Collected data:
- - - - -
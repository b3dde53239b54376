//! Section grammars and the shared ordered-subsequence matcher.
//!
//! A grammar is a list of required level-2 headings plus an `ordered` flag.
//! Mode and persona documents use the same matcher; only their grammars
//! differ.

use std::collections::HashMap;

use super::document::Section;
use super::types::DocumentKind;

/// Level at which required sections live.
pub const SECTION_LEVEL: u8 = 2;

pub const MODE_SECTIONS: &[&str] = &["Role", "Workflow", "Persona Tree", "Tools", "Guardrails"];

pub const PERSONA_SECTIONS: &[&str] = &["Overview", "Conventions", "Patterns", "Pitfalls", "Resources"];

#[derive(Debug, Clone, Copy, PartialEq, Eq)]
pub struct Grammar {
    pub kind: DocumentKind,
    pub required: &'static [&'static str],
    /// Whether required headings must appear in `required` order.
    pub ordered: bool,
}

pub const MODE_GRAMMAR: Grammar = Grammar {
    kind: DocumentKind::Mode,
    required: MODE_SECTIONS,
    ordered: true,
};

pub const PERSONA_GRAMMAR: Grammar = Grammar {
    kind: DocumentKind::Persona,
    required: PERSONA_SECTIONS,
    ordered: false,
};

impl Grammar {
    /// The heading whose presence identifies this grammar.
    pub fn marker(&self) -> &'static str {
        self.required[0]
    }

    pub fn is_required(&self, heading: &str) -> bool {
        self.required.iter().any(|req| *req == heading)
    }
}

#[derive(Debug, Clone, PartialEq, Eq)]
pub enum GrammarViolation {
    Missing {
        heading: &'static str,
    },
    Duplicate {
        heading: &'static str,
        count: usize,
    },
    /// `heading` appears out of order; `expected_after` is its grammar
    /// predecessor (`None` when it should come first).
    OutOfOrder {
        heading: &'static str,
        expected_after: Option<&'static str>,
    },
}

impl GrammarViolation {
    pub fn message(&self) -> String {
        match self {
            GrammarViolation::Missing { heading } => {
                format!("required section \"## {heading}\" is missing")
            }
            GrammarViolation::Duplicate { heading, count } => {
                format!("required section \"## {heading}\" appears {count} times (expected once)")
            }
            GrammarViolation::OutOfOrder {
                heading,
                expected_after: Some(after),
            } => format!("required section \"## {heading}\" is out of order (expected after \"## {after}\")"),
            GrammarViolation::OutOfOrder {
                heading,
                expected_after: None,
            } => format!("required section \"## {heading}\" is out of order (expected first)"),
        }
    }
}

/// Check `headings` (document order) against `grammar`.
///
/// Violations are returned grouped by type (missing, duplicate, out of order),
/// each group in grammar order. Order checking only considers the first
/// occurrence of each required heading and flags the headings outside the
/// longest already-ordered run, so moving one section yields one violation.
pub fn check_grammar(grammar: &Grammar, headings: &[&str]) -> Vec<GrammarViolation> {
    let mut counts: HashMap<&str, usize> = HashMap::new();
    let mut first_seen: Vec<usize> = Vec::new();
    for heading in headings {
        let Some(idx) = grammar.required.iter().position(|req| req == heading) else {
            continue;
        };
        let count = counts.entry(grammar.required[idx]).or_insert(0);
        *count += 1;
        if *count == 1 {
            first_seen.push(idx);
        }
    }

    let mut violations = Vec::new();
    for &heading in grammar.required {
        if !counts.contains_key(heading) {
            violations.push(GrammarViolation::Missing { heading });
        }
    }
    for &heading in grammar.required {
        match counts.get(heading) {
            Some(&count) if count > 1 => {
                violations.push(GrammarViolation::Duplicate { heading, count });
            }
            _ => {}
        }
    }
    if grammar.ordered {
        let keep = longest_increasing(&first_seen);
        let mut misplaced: Vec<usize> = first_seen
            .iter()
            .enumerate()
            .filter(|(pos, _)| !keep.contains(pos))
            .map(|(_, idx)| *idx)
            .collect();
        misplaced.sort_unstable();
        for idx in misplaced {
            violations.push(GrammarViolation::OutOfOrder {
                heading: grammar.required[idx],
                expected_after: idx.checked_sub(1).map(|prev| grammar.required[prev]),
            });
        }
    }
    violations
}

/// Positions (into `values`) of one longest strictly increasing subsequence.
///
/// Ties resolve towards the earliest-ending subsequence so results are stable.
fn longest_increasing(values: &[usize]) -> Vec<usize> {
    if values.is_empty() {
        return Vec::new();
    }
    let mut lengths = vec![1usize; values.len()];
    let mut previous: Vec<Option<usize>> = vec![None; values.len()];
    for i in 0..values.len() {
        for j in 0..i {
            if values[j] < values[i] && lengths[j] + 1 > lengths[i] {
                lengths[i] = lengths[j] + 1;
                previous[i] = Some(j);
            }
        }
    }
    let mut best = 0;
    for (pos, len) in lengths.iter().enumerate() {
        if *len > lengths[best] {
            best = pos;
        }
    }
    let mut chain = Vec::with_capacity(lengths[best]);
    let mut cursor = Some(best);
    while let Some(pos) = cursor {
        chain.push(pos);
        cursor = previous[pos];
    }
    chain.reverse();
    chain
}

/// Decide a document's kind from its level-2 headings.
///
/// Returns `None` when neither grammar marker is present, or both are.
pub fn sniff_kind(sections: &[Section]) -> Option<DocumentKind> {
    let has = |marker: &str| {
        sections
            .iter()
            .any(|section| section.level == SECTION_LEVEL && section.heading == marker)
    };
    match (has(MODE_GRAMMAR.marker()), has(PERSONA_GRAMMAR.marker())) {
        (true, false) => Some(DocumentKind::Mode),
        (false, true) => Some(DocumentKind::Persona),
        _ => None,
    }
}

#[cfg(test)]
mod tests {
    use super::*;

    #[test]
    fn complete_mode_outline_passes() {
        let headings = ["Role", "Notes", "Workflow", "Persona Tree", "Tools", "Extra", "Guardrails"];
        assert!(check_grammar(&MODE_GRAMMAR, &headings).is_empty());
    }

    #[test]
    fn missing_final_section_is_one_violation() {
        let headings = ["Role", "Workflow", "Persona Tree", "Tools"];
        assert_eq!(
            check_grammar(&MODE_GRAMMAR, &headings),
            vec![GrammarViolation::Missing { heading: "Guardrails" }]
        );
    }

    #[test]
    fn swapped_sections_flag_only_the_moved_one() {
        let headings = ["Role", "Tools", "Workflow", "Persona Tree", "Guardrails"];
        assert_eq!(
            check_grammar(&MODE_GRAMMAR, &headings),
            vec![GrammarViolation::OutOfOrder {
                heading: "Tools",
                expected_after: Some("Persona Tree"),
            }]
        );
    }

    #[test]
    fn section_moved_to_front_is_one_violation() {
        let headings = ["Guardrails", "Role", "Workflow", "Persona Tree", "Tools"];
        let violations = check_grammar(&MODE_GRAMMAR, &headings);
        assert_eq!(violations.len(), 1);
        assert!(matches!(
            violations[0],
            GrammarViolation::OutOfOrder {
                heading: "Guardrails",
                ..
            }
        ));
    }

    #[test]
    fn persona_order_is_tolerated_but_duplicates_are_not() {
        let headings = ["Resources", "Pitfalls", "Overview", "Patterns", "Conventions"];
        assert!(check_grammar(&PERSONA_GRAMMAR, &headings).is_empty());

        let headings = ["Overview", "Conventions", "Patterns", "Pitfalls", "Resources", "Overview"];
        assert_eq!(
            check_grammar(&PERSONA_GRAMMAR, &headings),
            vec![GrammarViolation::Duplicate {
                heading: "Overview",
                count: 2,
            }]
        );
    }

    #[test]
    fn longest_increasing_prefers_stable_chain() {
        assert_eq!(longest_increasing(&[0, 3, 1, 2, 4]), vec![0, 2, 3, 4]);
        assert_eq!(longest_increasing(&[]), Vec::<usize>::new());
    }

    #[test]
    fn messages_name_the_heading() {
        let message = GrammarViolation::Missing { heading: "Tools" }.message();
        assert!(message.contains("## Tools"));
    }
}
//! Artifact output: one full-rewrite file per assembled mode.

use std::fs;
use std::path::{Path, PathBuf};

use anyhow::{Context, Result};
use chrono::{DateTime, Utc};
use sha2::{Digest, Sha256};
use tracing::debug;

use crate::core::assembler::AssembledArtifact;

/// What the writer did with one artifact; feeds the run report.
#[derive(Debug, Clone, PartialEq, Eq)]
pub struct WrittenArtifact {
    pub slug: String,
    pub source: String,
    pub description: Option<String>,
    /// `None` on a dry run.
    pub output: Option<PathBuf>,
    /// Persona paths the artifact references, in rendered order.
    pub personas: Vec<String>,
    pub sha256: String,
    pub generated_at: DateTime<Utc>,
}

/// `<output_root>/<slug>.<extension>`, mirroring the slug's directories.
pub fn artifact_path(output_root: &Path, slug: &str, extension: &str) -> PathBuf {
    let mut path = output_root.to_path_buf();
    let mut parts = slug.split('/').peekable();
    while let Some(segment) = parts.next() {
        if parts.peek().is_some() {
            path.push(segment);
        } else {
            path.push(format!("{segment}.{extension}"));
        }
    }
    path
}

/// Create the output root if needed and make sure it is a directory.
pub fn prepare_output_root(output_root: &Path) -> Result<()> {
    fs::create_dir_all(output_root)
        .with_context(|| format!("create output root {}", output_root.display()))?;
    if !output_root.is_dir() {
        anyhow::bail!("output root {} is not a directory", output_root.display());
    }
    Ok(())
}

/// Write every artifact, or only describe them when `dry_run` is set.
///
/// Every artifact is first written to a sibling temp file; nothing is renamed
/// into place until all of them are on disk. The first failure aborts the
/// whole stage and removes the temp files written so far.
pub fn write_artifacts(
    output_root: &Path,
    extension: &str,
    artifacts: &[AssembledArtifact],
    dry_run: bool,
) -> Result<Vec<WrittenArtifact>> {
    let outputs: Vec<Option<PathBuf>> = if dry_run {
        vec![None; artifacts.len()]
    } else {
        let mut staged: Vec<StagedFile> = Vec::with_capacity(artifacts.len());
        for artifact in artifacts {
            let path = artifact_path(output_root, &artifact.slug, extension);
            match StagedFile::stage(path, &artifact.text) {
                Ok(file) => staged.push(file),
                Err(err) => {
                    discard_all(&staged);
                    return Err(err.context(format!("write artifact for mode {}", artifact.slug)));
                }
            }
        }
        debug!(staged = staged.len(), "artifacts staged");
        commit_all(staged)?.into_iter().map(Some).collect()
    };

    Ok(artifacts
        .iter()
        .zip(outputs)
        .map(|(artifact, output)| WrittenArtifact {
            slug: artifact.slug.clone(),
            source: artifact.source.clone(),
            description: artifact.description.clone(),
            output,
            personas: artifact
                .references
                .iter()
                .map(|reference| reference.persona_path.clone())
                .collect(),
            sha256: sha256_hex(&artifact.text),
            generated_at: artifact.generated_at,
        })
        .collect())
}

pub fn sha256_hex(text: &str) -> String {
    hex::encode(Sha256::digest(text.as_bytes()))
}

/// Atomically write `contents` to `path` (temp file + rename).
pub fn write_atomic(path: &Path, contents: &str) -> Result<()> {
    StagedFile::stage(path.to_path_buf(), contents)?.commit()?;
    Ok(())
}

/// Contents written to `.{name}.tmp` next to their final path.
#[derive(Debug)]
struct StagedFile {
    tmp: PathBuf,
    path: PathBuf,
}

impl StagedFile {
    fn stage(path: PathBuf, contents: &str) -> Result<Self> {
        let parent = path
            .parent()
            .with_context(|| format!("output path missing parent {}", path.display()))?;
        fs::create_dir_all(parent)
            .with_context(|| format!("create directory {}", parent.display()))?;
        let file_name = path
            .file_name()
            .with_context(|| format!("output path missing file name {}", path.display()))?;
        let tmp = parent.join(format!(".{}.tmp", file_name.to_string_lossy()));
        if let Err(err) = fs::write(&tmp, contents) {
            let _ = fs::remove_file(&tmp);
            return Err(err).with_context(|| format!("write temp file {}", tmp.display()));
        }
        Ok(Self { tmp, path })
    }

    fn commit(self) -> Result<PathBuf> {
        if let Err(err) = fs::rename(&self.tmp, &self.path) {
            self.discard();
            return Err(err).with_context(|| format!("replace {}", self.path.display()));
        }
        Ok(self.path)
    }

    fn discard(&self) {
        let _ = fs::remove_file(&self.tmp);
    }
}

fn discard_all(staged: &[StagedFile]) {
    for file in staged {
        file.discard();
    }
}

/// Rename every staged file into place. A failed rename discards the
/// remaining temp files.
fn commit_all(staged: Vec<StagedFile>) -> Result<Vec<PathBuf>> {
    let mut committed = Vec::with_capacity(staged.len());
    let mut failure = None;
    let mut pending = staged.into_iter();
    for file in pending.by_ref() {
        match file.commit() {
            Ok(path) => {
                debug!(path = %path.display(), "artifact written");
                committed.push(path);
            }
            Err(err) => {
                failure = Some(err);
                break;
            }
        }
    }
    if let Some(err) = failure {
        let rest: Vec<StagedFile> = pending.collect();
        discard_all(&rest);
        return Err(err);
    }
    Ok(committed)
}
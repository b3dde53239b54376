//! Stable exit codes for the assembler CLI.

/// Run completed without any error-severity issue.
pub const OK: i32 = 0;
/// At least one error-severity issue was reported (unaffected modes are still written).
pub const INVALID: i32 = 1;
/// Unrecoverable failure: unreadable input root, bad config, or an output write failed.
pub const FATAL: i32 = 2;
//! I/O for assembler runs: configuration, input loading, artifact output.

pub mod config;
pub mod loader;
pub mod writer;
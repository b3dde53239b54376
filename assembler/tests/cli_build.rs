//! CLI tests for the `assembler` binary.
//!
//! Spawns the binary and verifies exit codes and the machine-readable report
//! on stdout for clean, invalid and unusable inputs.

use std::fs;
use std::process::{Command, Output};

use assembler::exit_codes;
use assembler::test_support::{TestTree, mode_doc, mode_doc_with, persona_doc};

fn assemble(tree: &TestTree, extra: &[&str]) -> Output {
    Command::new(env!("CARGO_BIN_EXE_assembler"))
        .arg(tree.input())
        .arg(tree.output())
        .args(extra)
        .output()
        .expect("assembler")
}

fn report(output: &Output) -> serde_json::Value {
    serde_json::from_slice(&output.stdout).expect("stdout should be a json report")
}

#[test]
fn clean_tree_exits_ok() {
    let tree = TestTree::new();
    tree.write_mode("web", "web", &["read_file"]);
    tree.write_persona("web/react.md", "React");

    let output = assemble(&tree, &[]);
    assert_eq!(output.status.code(), Some(exit_codes::OK));
    let json = report(&output);
    assert_eq!(json["summary"]["errors"], 0);
    assert_eq!(json["summary"]["modes_assembled"], 1);
    assert_eq!(json["artifacts"][0]["mode"], "web");
    assert!(tree.output_exists("web.md"));
}

#[test]
fn structural_error_exits_invalid_but_writes_valid_modes() {
    let tree = TestTree::new();
    tree.write_mode("web", "web", &[]);
    tree.write_persona("web/react.md", "React");
    tree.write(
        "modes/broken.md",
        &mode_doc_with("web", &[], &["Role", "Workflow", "Persona Tree", "Tools"]),
    );

    let output = assemble(&tree, &[]);
    assert_eq!(output.status.code(), Some(exit_codes::INVALID));
    let json = report(&output);
    assert_eq!(json["documents"][0]["path"], "modes/broken.md");
    assert_eq!(json["documents"][0]["issues"][0]["rule"], "missing-section");
    assert!(tree.output_exists("web.md"));
    assert!(!tree.output_exists("broken.md"));
}

#[test]
fn missing_input_root_is_fatal() {
    let tree = TestTree::new();
    let output = Command::new(env!("CARGO_BIN_EXE_assembler"))
        .arg(tree.path().join("does-not-exist"))
        .arg(tree.output())
        .output()
        .expect("assembler");
    assert_eq!(output.status.code(), Some(exit_codes::FATAL));
    assert!(output.stdout.is_empty());
    assert!(!output.stderr.is_empty());
}

#[test]
fn unwritable_output_root_is_fatal() {
    let tree = TestTree::new();
    tree.write_mode("web", "web", &[]);
    fs::write(tree.output(), "not a directory").expect("write blocker");

    let output = assemble(&tree, &[]);
    assert_eq!(output.status.code(), Some(exit_codes::FATAL));
}

#[test]
fn text_format_and_dry_run() {
    let tree = TestTree::new();
    tree.write_mode("web", "web", &[]);
    tree.write_persona("web/react.md", "React");

    let output = assemble(&tree, &["--format", "text", "--dry-run", "--jobs", "2"]);
    assert_eq!(output.status.code(), Some(exit_codes::OK));
    let stdout = String::from_utf8(output.stdout).expect("utf8");
    assert!(stdout.contains("web -> (dry run) (1 personas)"));
    assert!(stdout.contains("summary: 2 documents, 1 modes assembled, 0 errors, 0 warnings"));
    assert!(!tree.output().exists());
}

#[test]
fn config_file_changes_layout() {
    let tree = TestTree::new();
    tree.write("assembler.toml", "personas_dir = \"knowledge\"\n");
    tree.write("modes/web.md", &mode_doc("web", &[]));
    tree.write("knowledge/web/react.md", &persona_doc("React"));

    let output = assemble(&tree, &[]);
    assert_eq!(output.status.code(), Some(exit_codes::OK));
    assert!(tree.read_output("web.md").contains("(`knowledge/web/react.md`)"));
}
- - - - -
**EXERCISE DIRECTIONS:** Set every line down again exactly. Begin with the first line of the entries and finish with the line containing "pub enum GrammarViolation".

**SOLUTION:**
repository b3dde53239b54376
//! Section grammars and the shared ordered-subsequence matcher.
//!
//! A grammar is a list of required level-2 headings plus an `ordered` flag.
//! Mode and persona documents use the same matcher; only their grammars
//! differ.

use std::collections::HashMap;

use super::document::Section;
use super::types::DocumentKind;

/// Level at which required sections live.
pub const SECTION_LEVEL: u8 = 2;

pub const MODE_SECTIONS: &[&str] = &["Role", "Workflow", "Persona Tree", "Tools", "Guardrails"];

pub const PERSONA_SECTIONS: &[&str] = &["Overview", "Conventions", "Patterns", "Pitfalls", "Resources"];

#[derive(Debug, Clone, Copy, PartialEq, Eq)]
pub struct Grammar {
    pub kind: DocumentKind,
    pub required: &'static [&'static str],
    /// Whether required headings must appear in `required` order.
    pub ordered: bool,
}

pub const MODE_GRAMMAR: Grammar = Grammar {
    kind: DocumentKind::Mode,
    required: MODE_SECTIONS,
    ordered: true,
};

pub const PERSONA_GRAMMAR: Grammar = Grammar {
    kind: DocumentKind::Persona,
    required: PERSONA_SECTIONS,
    ordered: false,
};

impl Grammar {
    /// The heading whose presence identifies this grammar.
    pub fn marker(&self) -> &'static str {
        self.required[0]
    }

    pub fn is_required(&self, heading: &str) -> bool {
        self.required.iter().any(|req| *req == heading)
    }
}

#[derive(Debug, Clone, PartialEq, Eq)]
pub enum GrammarViolation {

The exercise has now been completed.